This is an exploratory study having as its aim an evaluation of the effects, if any, the community relations courses offered to members of the Newfoundland Constabulary through a Diploma Program In Law Enforcement and Community Relations have on the personal outlook and perspective of those policemen enrolled in the program. The way thought best to assess these effects was to determine whether those enrolled in the Diploma Program have altered the traditional ways in which they define occupational situations in which they deal with the public. The sample for the study consisted of two groups drawn from the non-commissioned ranks of the Newfoundland Constabulary--an experimental group composed of those policemen enrolled in the Diploma Program, and a matched comparison group, composed of policemen as yet unfamiliar with the program. The participant observation technique, guided by Robert A. Stebbins' theory of the definition of the situation, and strengthened by a thirteen point questionnaire based on Stebbins' theory, was utilized to collect the data.
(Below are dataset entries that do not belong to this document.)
// SPDX-License-Identifier: BUSL-1.1
// Copyright (c) 2026 Alfred Jean LLC

//! The mission registry: the Idle/Armed/Running/Deleted state
//! machine, wired to [`mx_store::Store`] for durable bookkeeping, the
//! [`Scheduler`] for due-job polling, and the [`Router`] for event
//! triggers. `activate`/`deactivate`/`delete` mutate registry state under
//! a lock that is never held across an `.await`; the run itself happens
//! on a detached task bounded by the scheduler's worker-pool semaphore.

use crate::cron::parse_bound;
use crate::error::EngineError;
use crate::interpreter::{run_mission, Progress};
use crate::router::{BusMessage, ListenerHandle, Router};
use crate::scheduler::{Scheduler, Trigger};
use chrono::{DateTime, Utc};
use mx_core::{Clock, ScriptId, SystemClock};
use mx_executor::InstrumentExecutor;
use mx_mission::{Mission, Schedule};
use mx_store::Store;
use parking_lot::Mutex;
use std::collections::HashMap;
use std::sync::Arc;

/// A mission's lifecycle phase. `Idle` is the default for a
/// mission the registry has never armed, so it is not tracked explicitly
/// until the first `activate`.
#[derive(Debug, Clone, Copy, PartialEq, Eq)]
pub enum MissionState {
    Idle,
    Armed,
    Running,
    Deleted,
}

/// What an armed mission needs on hand to start a run without touching
/// the store: the parsed tree (for `drivers`/`onerror`/`schedule`), the
/// script id the run must be attributed to, and the trigger subscription
/// to tear down on deactivation.
struct Armed {
    tree: Arc<Mission>,
    script_id: ScriptId,
    listener: Option<ListenerHandle>,
}

pub struct Registry<C: Clock = SystemClock> {
    store: Arc<Store<C>>,
    executor: Arc<dyn InstrumentExecutor>,
    scheduler: Arc<Scheduler<C>>,
    router: Arc<Router>,
    armed: Mutex<HashMap<String, Armed>>,
    states: Mutex<HashMap<String, MissionState>>,
    progress: Mutex<HashMap<String, Progress>>,
}

impl<C: Clock + 'static> Registry<C> {
    pub fn new(
        store: Arc<Store<C>>,
        executor: Arc<dyn InstrumentExecutor>,
        scheduler: Arc<Scheduler<C>>,
        router: Arc<Router>,
    ) -> Self {
        Self {
            store,
            executor,
            scheduler,
            router,
            armed: Mutex::new(HashMap::new()),
            states: Mutex::new(HashMap::new()),
            progress: Mutex::new(HashMap::new()),
        }
    }

    pub fn state(&self, mission: &str) -> MissionState {
        self.states.lock().get(mission).copied().unwrap_or(MissionState::Idle)
    }

    /// `block[index]:verb` of the step currently executing for `mission`,
    /// or `None` if it isn't running right now.
    pub fn current_step(&self, mission: &str) -> Option<String> {
        self.progress.lock().get(mission).and_then(|p| p.lock().clone())
    }

    /// When `mission`'s trigger is next due to fire, for missions
    /// scheduled on a date or calendar-cron trigger. `None` for an event
    /// triggered or unarmed mission, or one whose trigger has no further
    /// fire.
    pub fn next_fire(&self, mission: &str) -> Option<DateTime<Utc>> {
        self.scheduler.next_fire(mission, self.scheduler.now())
    }

    /// Upload a script body: parse for structural validity before
    /// it ever reaches the store, so an invalid document never becomes a
    /// version a mission could later be activated against.
    pub fn upload_script(&self, mission: &str, version: &str, yaml: &str) -> Result<ScriptId, EngineError> {
        Mission::parse(yaml)?;
        Ok(self.store.add_script(mission, version, yaml)?)
    }

    pub fn set_current_version(&self, mission: &str, version: &str) -> Result<(), EngineError> {
        Ok(self.store.set_current_script_by_version(mission, version)?)
    }

    /// Idle -> Armed: pin the current script, register its
    /// trigger with the scheduler or router, and mark it active in the
    /// store. The mission stays Armed until its trigger fires or it is
    /// explicitly deactivated.
    pub fn activate(&self, mission: &str) -> Result<(), EngineError> {
        let record = self.store.mission(mission)?;
        let script_id = record.script_id.ok_or_else(|| EngineError::NotArmed { mission: mission.to_string() })?;
        let body = self.store.script_body(script_id)?;
        let tree = Mission::parse(&body)?;

        let listener = match &tree.schedule {
            Some(Schedule::Event { source, event }) => Some(self.router.attach(mission, source, event)),
            Some(Schedule::Date { run_date }) => {
                self.scheduler.register(mission, Trigger::Date(resolve_run_date(run_date.as_deref(), self.scheduler.now())));
                None
            }
            Some(Schedule::Cron(spec)) => {
                self.scheduler.register(mission, Trigger::Cron(spec.clone()));
                None
            }
            // Absent schedule: one-shot, immediately.
            None => {
                self.scheduler.register(mission, Trigger::Date(self.scheduler.now()));
                None
            }
        };

        self.store.activate(mission)?;
        self.armed.lock().insert(mission.to_string(), Armed { tree: Arc::new(tree), script_id, listener });
        self.states.lock().insert(mission.to_string(), MissionState::Armed);
        Ok(())
    }

    /// Armed|Running -> Idle: stop future fires. A run already in
    /// flight keeps going to completion; only the trigger subscription and
    /// the Armed bookkeeping are torn down.
    pub fn deactivate(&self, mission: &str) -> Result<(), EngineError> {
        self.scheduler.unregister(mission);
        if let Some(armed) = self.armed.lock().remove(mission) {
            if let Some(handle) = armed.listener {
                self.router.detach(handle);
            }
        }
        self.store.deactivate(mission)?;
        self.states.lock().insert(mission.to_string(), MissionState::Idle);
        Ok(())
    }

    /// -> Deleted: tear down any live trigger first, then
    /// soft-delete in the store. A deleted mission never re-arms; a fresh
    /// mission with the same name after this is a new store row.
    pub fn delete(&self, mission: &str) -> Result<(), EngineError> {
        let _ = self.deactivate(mission);
        self.store.delete_mission(mission)?;
        self.states.lock().insert(mission.to_string(), MissionState::Deleted);
        Ok(())
    }

    /// One scheduler tick: ask what's due `now` and start a run for
    /// each. Meant to be driven by a background task on a short interval;
    /// `poll` itself performs no I/O so the interval can be as tight as
    /// the deployment wants.
    pub fn tick(self: &Arc<Self>) {
        let now = self.scheduler.now();
        for mission in self.scheduler.poll(now) {
            self.start_run(mission);
        }
    }

    /// React to one bus message: every mission subscribed to its
    /// `(source, event)` pair gets a run, the same as a scheduler fire.
    pub fn on_event(self: &Arc<Self>, message: &BusMessage) {
        for mission in self.router.dispatch(message) {
            self.start_run(mission);
        }
    }

    fn start_run(self: &Arc<Self>, mission: String) {
        let Some((tree, script_id)) = self.armed.lock().get(&mission).map(|a| (a.tree.clone(), a.script_id)) else {
            return;
        };
        self.scheduler.mark_running(&mission);
        self.states.lock().insert(mission.clone(), MissionState::Running);
        let progress: Progress = Arc::new(parking_lot::Mutex::new(None));
        self.progress.lock().insert(mission.clone(), progress.clone());
        let registry = self.clone();
        let semaphore = self.scheduler.semaphore();
        tokio::spawn(async move {
            let _permit = semaphore.acquire_owned().await;
            let result =
                run_mission(&registry.store, registry.executor.clone(), &mission, &tree, script_id, Some(progress)).await;
            registry.scheduler.mark_complete(&mission);
            registry.progress.lock().remove(&mission);
            if let Err(err) = &result {
                tracing::warn!(mission = %mission, error = %err, "run did not complete");
            }
            // A `Cron` trigger or an `Event` subscription stays Armed for
            // its next fire; everything else (`Date`, or no schedule at
            // all) is one-shot at the registry level and goes back to
            // Idle, distinct from `Trigger::is_one_shot` which only
            // describes the scheduler's own job bookkeeping.
            let stays_armed = matches!(tree.schedule, Some(Schedule::Cron(_)) | Some(Schedule::Event { .. }));
            if stays_armed {
                registry.states.lock().insert(mission.clone(), MissionState::Armed);
            } else {
                let _ = registry.deactivate(&mission);
            }
        });
    }
}

fn resolve_run_date(run_date: Option<&str>, now: DateTime<Utc>) -> DateTime<Utc> {
    match run_date {
        None => now,
        Some(raw) if raw.eq_ignore_ascii_case("now") => now,
        Some(raw) => parse_bound(raw).unwrap_or(now),
    }
}

#[cfg(test)]
#[path = "registry_tests.rs"]
mod tests;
The analytic tool chosen was the method of constant comparison, an adaptive technique which compares the responses of the two groups to highlight their similarities and differences. -- The research took place in the summers of 1972 and 1973 immediately following the completion of the policemen's academic year. The 1972 research was primarily concerned with the development of preliminary categories and dimensions, with some preliminary comparisons being attempted. The 1973 research, guided by the categories and dimensions isolated the previous year, became more methodologically refined and concise, leading to more detailed and comprehensive data comparisons. Such in depth analysis led to the development of detailed hypotheses for future verification.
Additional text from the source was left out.